Cost discipline: pre-LLM filters cut 65% of API calls
The naive version of Dossier called the LLM on every job pulled from Tavily. That's ~550 calls per run. Most of those jobs are non-starters — wrong location, wrong seniority, wrong stack.
So I added a rule-based filter between Discovery and Watchlist. It's a hundred lines of Python checking:
- Location matches candidate preferences
- Title contains a keyword from a permissive synonym list
- Posted date < 14 days
- Company isn't on a blocklist (recruiting agencies, contract shops)
Result: roughly 65% of jobs are eliminated before they cost an API call. Cost per application dropped from ~$0.17 to ~$0.06 without any quality loss.
The principle: LLMs are expensive lookup tables. If a rule can answer the question, use the rule.

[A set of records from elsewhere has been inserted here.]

use crate::{duration::format_duration, service::ServiceType, status::BookingStatus};
use chrono::prelude::*;
use chrono_tz::Tz;
use thiserror::Error;
use url::Url;

/// A question and the answer the client gave when booking through the
/// external scheduling service
#[derive(Debug, Clone, PartialEq)]
pub struct QuestionAnswer {
    pub question: String,
    pub answer: String,
}

/// An appointment as reported by the external scheduling service
#[derive(Debug, Clone, PartialEq)]
pub struct ExternalAppointment {
    pub id: String,
    pub starts_at: DateTime<Utc>,
    pub ends_at: DateTime<Utc>,
    pub contact_name: Option<String>,
    pub contact_email: Option<String>,
    pub questions: Vec<QuestionAnswer>,
    pub requires_approval: bool,
    pub approved_at: Option<DateTime<Utc>>,
    pub cancelled_at: Option<DateTime<Utc>>,
    pub service_title: String,
    pub meeting_url: Option<String>,
}

#[derive(Error, Debug, Clone, PartialEq)]
#[error("Malformed external appointment {external_id:?}: {reason}")]
pub struct MalformedAppointment {
    pub external_id: Option<String>,
    pub reason: String,
}

/// The canonical booking shape derived from an `ExternalAppointment`
#[derive(Debug, Clone, PartialEq)]
pub struct SyncedBookingFields {
    pub external_id: String,
    pub user_name: String,
    pub user_email: String,
    pub user_phone: Option<String>,
    pub service: ServiceType,
    pub date: NaiveDate,
    pub time: NaiveTime,
    pub duration: String,
    pub duration_minutes: i64,
    pub notes: Option<String>,
    pub meeting_link: Option<String>,
    pub status: BookingStatus,
}

impl ExternalAppointment {
    /// Cancellation wins over everything, then a finished appointment is
    /// completed, then unapproved appointments are pending.
    pub fn derive_status(&self, now: DateTime<Utc>) -> BookingStatus {
        if self.cancelled_at.is_some() {
            BookingStatus::Cancelled
        } else if self.ends_at < now {
            BookingStatus::Completed
        } else if self.requires_approval && self.approved_at.is_none() {
            BookingStatus::Pending
        } else {
            BookingStatus::Confirmed
        }
    }

    pub fn duration_minutes(&self) -> i64 {
        (self.ends_at - self.starts_at).num_minutes()
    }

    pub fn to_booking_fields(
        &self,
        now: DateTime<Utc>,
        tz: &Tz,
        extractor: &KeywordExtractor,
    ) -> Result<SyncedBookingFields, MalformedAppointment> {
        let malformed = |reason: &str| MalformedAppointment {
            external_id: Some(self.id.clone()),
            reason: reason.into(),
        };

        if self.id.trim().is_empty() {
            return Err(MalformedAppointment {
                external_id: None,
                reason: "Missing appointment id".into(),
            });
        }
        let duration_minutes = self.duration_minutes();
        if duration_minutes <= 0 {
            return Err(malformed("Appointment must end after it starts"));
        }

        let local_start = self.starts_at.with_timezone(tz);
        let answers = extractor.extract(&self.questions);
        let meeting_link = self
            .meeting_url
            .as_ref()
            .filter(|link| Url::parse(link).is_ok())
            .cloned();

        Ok(SyncedBookingFields {
            external_id: self.id.clone(),
            user_name: self
                .contact_name
                .clone()
                .unwrap_or_default()
                .trim()
                .to_string(),
            user_email: self
                .contact_email
                .clone()
                .unwrap_or_default()
                .trim()
                .to_string(),
            user_phone: answers.phone,
            service: ServiceType::from_external_title(&self.service_title),
            date: local_start.date_naive(),
            time: local_start.time(),
            duration: format_duration(duration_minutes),
            duration_minutes,
            notes: answers.notes,
            meeting_link,
            status: self.derive_status(now),
        })
    }
}

#[derive(Debug, Clone, Default, PartialEq)]
pub struct ExtractedAnswers {
    pub notes: Option<String>,
    pub phone: Option<String>,
}

/// Picks notes and a phone number out of free form question / answer pairs
/// by case insensitive keyword matching on the question text.
#[derive(Debug, Clone)]
pub struct KeywordExtractor {
    note_keywords: Vec<String>,
    phone_keywords: Vec<String>,
}

impl KeywordExtractor {
    pub fn new(note_keywords: Vec<String>, phone_keywords: Vec<String>) -> Self {
        let normalize = |keywords: Vec<String>| {
            keywords
                .into_iter()
                .map(|k| k.trim().to_lowercase())
                .filter(|k| !k.is_empty())
                .collect::<Vec<_>>()
        };
        Self {
            note_keywords: normalize(note_keywords),
            phone_keywords: normalize(phone_keywords),
        }
    }

    pub fn note_keywords(&self) -> &[String] {
        &self.note_keywords
    }

    pub fn phone_keywords(&self) -> &[String] {
        &self.phone_keywords
    }

    /// A question matching the phone vocabulary is a phone answer, otherwise it
    /// is a note if it matches the note vocabulary. The first phone answer wins
    /// and note answers are joined.
    pub fn extract(&self, questions: &[QuestionAnswer]) -> ExtractedAnswers {
        let mut phone = None;
        let mut notes = Vec::new();

        for qa in questions {
            let answer = qa.answer.trim();
            if answer.is_empty() {
                continue;
            }
            let question = qa.question.to_lowercase();
            let matches = |keywords: &[String]| keywords.iter().any(|k| question.contains(k));

            if matches(&self.phone_keywords) {
                if phone.is_none() {
                    phone = Some(answer.to_string());
                }
            } else if matches(&self.note_keywords) {
                notes.push(answer.to_string());
            }
        }

        ExtractedAnswers {
            notes: if notes.is_empty() {
                None
            } else {
                Some(notes.join("\n\n"))
            },
            phone,
        }
    }
}

impl Default for KeywordExtractor {
    fn default() -> Self {
        let to_strings = |words: &[&str]| words.iter().map(|w| w.to_string()).collect();
        Self::new(
            to_strings(&["note", "comment", "message", "additional", "special"]),
            to_strings(&["phone", "number", "contact", "mobile"]),
        )
    }
}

The Resume Agent's 3-pass self-eval
The Resume Agent is the only place I spend on Claude Sonnet 4.6. It runs in three passes:
- Tailor pass. Given JD + candidate JSON, generate a LaTeX resume. Strict prompt: no fabrication, mirror JD keywords, keep within one page.
- Critique pass. A second prompt evaluates the resume against the JD, looking for missing keywords, vague bullets, or anything that smells fabricated.
- Revise pass. Take the critique and produce a final resume.
The critique pass catches things the tailor pass routinely misses — generic action verbs ("worked on", "responsible for"), absent ATS keywords, bullet ordering. It's the difference between resumes that read like an LLM wrote them and resumes that read like a human did.
Total cost: ~3,200 input tokens + ~1,800 output tokens per resume. Roughly $0.04. The other $0.02 is everything else combined.
Referral Finder's tiered strategy
This was the agent I spent the most design time on, because warm intros are the hardest signal to extract from public data.
It runs three tiers:
Tier 1 — Warm LinkedIn connections. Read the candidate's exported LinkedIn graph. Filter to current employees of the target company. Surface top 3 by recency and overlap.
Tier 2 — Tavily cold search. Query for "[Company] engineers India" with strict validation: must mention the candidate's company in profile, must be India-based, must have a public email or LinkedIn URL.
Tier 3 — GPT-5.4-mini outreach generation. Given a target's profile and the candidate's background, draft a 4-sentence personalized DM. Tone: warm, specific, no asks beyond a 15-min chat.
Tier 1 fires for ~30% of applications. Tier 2 for ~50%. Tier 3 is the fallback for niche companies where the first two tiers come up empty.
What I'd improve
- Memory across runs. Right now each Dossier session is stateless. A persistent memory of "you already applied to Acme Corp last month" would be useful.
- Async pipeline. The 7 agents currently run mostly sequentially. With proper dependency mapping, the Discovery → Watchlist → Company Intel + Market Intel branches could run in parallel.
- Smaller models for Gap Analysis. Haiku 4.5 is fine. A fine-tuned 3B model would be faster and cheaper.
Profile-agnostic architecture
The thing I'm proudest of: Dossier loads all candidate data from a single JSON file at runtime. Want to run it for a different person? Swap the JSON. Zero code changes. The agents read from a shared context, and prompts are templated against that context.
This wasn't the original design. I refactored after a friend asked to try it. Now it's a property of the system, and it's the property I think will let Dossier eventually become a tool other people use.
The repo is on GitHub. The README walks through setup.
More agent design notes coming. The next one is probably about why I gave up on LangGraph for this and went back to plain ThreadPoolExecutor orchestration.